This repository contains a demo project created as part of my DevOps studies in the TechWorld with Nana – DevOps Bootcamp.

Demo Project: Complete CI/CD Pipeline with EKS and AWS ECR

Technologies used: Kubernetes, Jenkins, AWS EKS, AWS ECR, Java, Maven, Linux, Docker, Git

Project Description:

  • Create private AWS ECR Docker repository
  • Adjust Jenkinsfile to build and push Docker Image to AWS ECR
  • Integrate deploying to K8s cluster in the CI/CD pipeline from AWS ECR private registry
  • So the complete CI/CD project we build has the following configuration:
    • a.CI step:Increment version
    • b.CI step: Build artifact for Java Maven application
    • c.CI step: Build and push Docker image to AWS ECR
    • d.CD step: Deploy new application version to EKS cluster
    • e.CD step: Commit the version update

Prerequisites

Before starting, complete the following module:

Overview

Pipeline overview


1. Create a Private AWS ECR Docker Repository

About ECR:

  • You can create an unlimited number of private repositories
  • Each application gets its own repository
  • Each repository holds multiple image versions via tags
  1. Navigate to Elastic Container RegistryCreate repository
  2. Set the repository name to java-maven-app
  3. Click Create

ECR repository creation


2. Create ECR Credentials in Jenkins

  1. Navigate to Elastic Container Registryjava-maven-app

  2. Click View push commands

  3. Run the following command to retrieve your ECR password:

aws ecr get-login-password --region <REGION>

ECR push commands

  1. In Jenkins, navigate to Manage JenkinsCredentialsSystemGlobal
  2. Click Add Credentials and fill in:
Field Value
Kind Username with password
Username AWS
Password The output from aws ecr get-login-password
ID ecr

ECR credentials in Jenkins

  1. Click Create

Note: ECR login tokens expire after 12 hours. If builds fail with authentication errors, regenerate the password and update this credential.

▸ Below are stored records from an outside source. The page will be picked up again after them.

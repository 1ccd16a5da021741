//! # Utilities Module
//!
//! General-purpose helpers shared by the `puzzle` and `cache` folders.
//!
//! ## Contained Modules:
//!
//! - **`timing`**: wall-clock helpers. Measures pipeline stages and logs how
//!   long they took, and exposes the current Unix time in seconds.

#![forbid(unsafe_code)]
#![warn(missing_docs, rust_2018_idioms, unused_qualifications)]

/// Stage timing and Unix-time helpers.
pub mod timing;

pub use timing::{now_unix, timed, timed_async};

3. Create a Kubernetes Secret for AWS ECR

The EKS cluster needs a docker-registry secret to pull images from the private ECR repository.

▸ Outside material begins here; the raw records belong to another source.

//! # Snapshot Store
//!
//! Holds at most one [`PuzzleSnapshot`]. The snapshot lives in a
//! `tokio::sync::watch` channel: readers clone an `Arc` out of it and never
//! see a half-written value, and subscribers (the scheduler) are woken when
//! it is replaced.
//!
//! When a path is configured, every installed snapshot is also written to a
//! single JSON record through a temp file and an atomic rename. A missing or
//! unreadable record at startup simply means "no snapshot".

use std::fs;
use std::io::{BufWriter, Write};
use std::path::{Path, PathBuf};
use std::sync::{Arc, Mutex};

use thiserror::Error;
use tokio::sync::watch;
use tracing::{error, info, warn};

use crate::puzzle::model::PuzzleSnapshot;

/// Persistence failures of the snapshot record.
#[derive(Debug, Error)]
pub enum StoreError {
    /// Reading, writing or renaming the record failed.
    #[error("I/O error occurred: {0}")]
    Io(#[from] std::io::Error),

    /// The record is not a valid snapshot.
    #[error("JSON error occurred: {0}")]
    Json(#[from] serde_json::Error),
}

/// The single current snapshot.
pub struct SnapshotStore {
    current: watch::Sender<Option<Arc<PuzzleSnapshot>>>,
    record: Option<PathBuf>,
    /// Serializes install + write so the record on disk matches the last install.
    writer: Mutex<()>,
}

impl SnapshotStore {
    /// An empty, memory-only store.
    pub fn in_memory() -> Self {
        Self::with_initial(None, None)
    }

    /// Opens a store mirrored to `path`, seeded from the record if it can be read.
    pub fn open(path: impl Into<PathBuf>) -> Self {
        let path = path.into();
        let initial = match Self::load(&path) {
            Ok(Some(snapshot)) => {
                info!(
                    path = %path.display(),
                    print_date = %snapshot.print_date(),
                    expiration = ?snapshot.expiration(),
                    "Loaded persisted puzzle snapshot"
                );
                Some(snapshot)
            }
            Ok(None) => {
                info!(path = %path.display(), "No persisted puzzle snapshot");
                None
            }
            Err(e) => {
                warn!(path = %path.display(), "Ignoring unreadable puzzle snapshot: {}", e);
                None
            }
        };
        Self::with_initial(initial, Some(path))
    }

    /// A store seeded with `initial`, optionally mirrored to `record`.
    pub fn with_initial(initial: Option<PuzzleSnapshot>, record: Option<PathBuf>) -> Self {
        let (current, _) = watch::channel(initial.map(Arc::new));
        Self {
            current,
            record,
            writer: Mutex::new(()),
        }
    }

    /// Reads the record at `path`. A missing file is `Ok(None)`.
    pub fn load(path: &Path) -> Result<Option<PuzzleSnapshot>, StoreError> {
        let text = match fs::read_to_string(path) {
            Ok(text) => text,
            Err(e) if e.kind() == std::io::ErrorKind::NotFound => return Ok(None),
            Err(e) => return Err(e.into()),
        };
        Ok(Some(serde_json::from_str(&text)?))
    }

    /// The current snapshot, if any.
    pub fn get(&self) -> Option<Arc<PuzzleSnapshot>> {
        self.current.borrow().clone()
    }

    /// `true` when a snapshot is present and `now` is before its expiration.
    pub fn is_valid(snapshot: Option<&PuzzleSnapshot>, now: i64) -> bool {
        snapshot.is_some_and(|s| s.is_fresh(now))
    }

    /// Installs `snapshot`, replacing the previous one, and writes the record.
    ///
    /// A failed write is logged; the in-memory snapshot is installed regardless.
    pub fn replace(&self, snapshot: PuzzleSnapshot) -> Arc<PuzzleSnapshot> {
        let snapshot = Arc::new(snapshot);
        let _guard = self.writer.lock().unwrap_or_else(|poisoned| poisoned.into_inner());

        self.current.send_replace(Some(Arc::clone(&snapshot)));

        if let Some(path) = &self.record {
            if let Err(e) = Self::persist(path, &snapshot) {
                error!(path = %path.display(), "Failed to persist puzzle snapshot: {}", e);
            }
        }
        snapshot
    }

    /// Receiver that is marked changed on every [`replace`](Self::replace).
    pub fn subscribe(&self) -> watch::Receiver<Option<Arc<PuzzleSnapshot>>> {
        self.current.subscribe()
    }

    fn persist(path: &Path, snapshot: &PuzzleSnapshot) -> Result<(), StoreError> {
        let dir = match path.parent() {
            Some(parent) if !parent.as_os_str().is_empty() => parent,
            _ => Path::new("."),
        };
        fs::create_dir_all(dir)?;

        let mut tmp = tempfile::NamedTempFile::new_in(dir)?;
        {
            let mut out = BufWriter::new(tmp.as_file_mut());
            serde_json::to_writer(&mut out, snapshot)?;
            out.flush()?;
        }
        tmp.persist(path).map_err(|e| StoreError::Io(e.error))?;
        Ok(())
    }
}

impl Default for SnapshotStore {
    fn default() -> Self {
        Self::in_memory()
    }
}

  1. Configure your local connection to the EKS cluster:
aws configure list
aws eks update-kubeconfig --name demo-cluster --region <REGION>
  1. Get the Docker server URL from the ECR push commands:

Docker server URL

  1. Create the Docker registry secret:
kubectl create secret docker-registry ecr \
  --docker-server=<ACCOUNT_ID>.dkr.ecr.<REGION>.amazonaws.com \
  --docker-username=AWS \
  --docker-password=$(aws ecr get-login-password --region <REGION>)
  1. Verify the secret was created:
kubectl get secret ecr

Note: Like the Jenkins credential, this secret uses a 12-hour ECR token. For production setups, consider automating token refresh with a CronJob or an ECR credential helper.


4. Install gettext-base on Jenkins

The gettext-base package provides the envsubst command, which is used to substitute environment variables in Kubernetes manifest templates during deployment.

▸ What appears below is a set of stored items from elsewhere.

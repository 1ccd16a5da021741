pub mod config;
pub mod logger;
pub mod routes;
pub mod state;
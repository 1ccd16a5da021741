use anyhow::Result;
use std::fs;
use std::path::Path;
use std::time::SystemTime;

use tracing_appender::non_blocking::WorkerGuard;
use tracing_subscriber::{EnvFilter, fmt, prelude::*};

/// Installs the global subscriber: stdout plus a JSON log file in `log_dir`.
///
/// The returned guard flushes the file writer on drop and must live as long
/// as the process.
pub fn setup_logging(log_dir: &Path, log_level: &str) -> Result<WorkerGuard> {
    if !log_dir.exists() {
        fs::create_dir_all(log_dir)?;
    }

    // Clean up old log files, keeping only the most recent one
    cleanup_old_logs(log_dir)?;

    let log_file_name = format!("letterboxed_{}.log", chrono::Local::now().format("%Y-%m-%d_%H-%M-%S"));
    let file_appender = tracing_appender::rolling::never(log_dir, log_file_name);
    let (non_blocking_appender, guard) = tracing_appender::non_blocking(file_appender);

    let console_layer = fmt::layer().with_target(true).with_ansi(true);
    let file_layer = fmt::layer()
        .with_ansi(false)
        .with_writer(non_blocking_appender)
        .json();

    let env_filter = EnvFilter::try_from_default_env()
        .or_else(|_| EnvFilter::try_new(log_level))
        .unwrap_or_else(|_| EnvFilter::new("info"));

    tracing_subscriber::registry()
        .with(env_filter)
        .with(console_layer)
        .with(file_layer)
        .try_init()?;

    tracing::info!("Logging initialized with level: {}", log_level);
    Ok(guard)
}

fn cleanup_old_logs(log_dir: &Path) -> Result<()> {
    let mut entries: Vec<_> = fs::read_dir(log_dir)?
        .filter_map(|res| res.ok())
        .filter(|e| e.path().extension().is_some_and(|ext| ext == "log"))
        .map(|e| {
            let modified = e
                .metadata()
                .and_then(|m| m.modified())
                .unwrap_or(SystemTime::UNIX_EPOCH);
            (modified, e.path())
        })
        .collect();

    // Sort by modification time, newest first
    entries.sort_by(|a, b| b.0.cmp(&a.0));

    // Keep the most recent one (index 0), delete the rest
    for (_, path) in entries.iter().skip(1) {
        if let Err(e) = fs::remove_file(path) {
            eprintln!("Failed to delete old log file {:?}: {}", path, e);
        }
    }

    Ok(())
}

  1. Connect to the Jenkins server and enter the Jenkins container:
ssh root@<DROPLET_IP>
docker ps
docker exec -it -u 0 <CONTAINER_ID> bash
  1. Install gettext-base and verify the installation:
apt-get update && apt-get install -y gettext-base
envsubst -V

5. Write Kubernetes Manifest Templates

The Kubernetes manifest files define how the application is deployed and exposed:

Note: The variables $APP_NAME and $APP_IMAGE in these files are not Kubernetes-native variables. They are placeholders that envsubst replaces with actual values during the pipeline's deploy stage.


6. Update the Jenkinsfile

See the full pipeline definition: Jenkinsfile

Key configuration to update:

Parameter Description Example
DOCKER_SERVER Your ECR registry URL 123456789012.dkr.ecr.eu-central-1.amazonaws.com
DOCKER_REPO The ECR repository name java-maven-app
GITHUB_REPO Your GitHub repository (owner/repo) explicit-logic/eks-module-11.7

Docker server URL in push commands


7. Configure a Multibranch Pipeline in Jenkins

Install the Required Plugin

  1. Navigate to Manage JenkinsPluginsAvailable Plugins
  2. Search for and install: Ignore Committer Strategy

This plugin prevents multibranch pipelines from triggering new builds when commits are made by specified email addresses — used here to break the CI commit loop caused by Jenkins version-bump commits.

Create GitHub Credentials

Jenkins needs a GitHub Personal Access Token to clone the repository and update commit statuses.

Create the token:

  1. Go to github.com/settings/tokens/new
  2. Set Note to jenkins
  3. Select the following scopes:
Scope Reason
admin:repo_hook Create, read, and delete webhooks
public_repo Access public repositories
repo:status Update commit statuses
  1. Click Generate token and copy it immediately

Add the token to Jenkins:

  1. Navigate to Manage JenkinsCredentials
  2. Click Add Credentials and fill in:
Field Value
Kind Username with password
ID github
Username Your GitHub username (not your email)
Password Your personal access token (starts with ghp_)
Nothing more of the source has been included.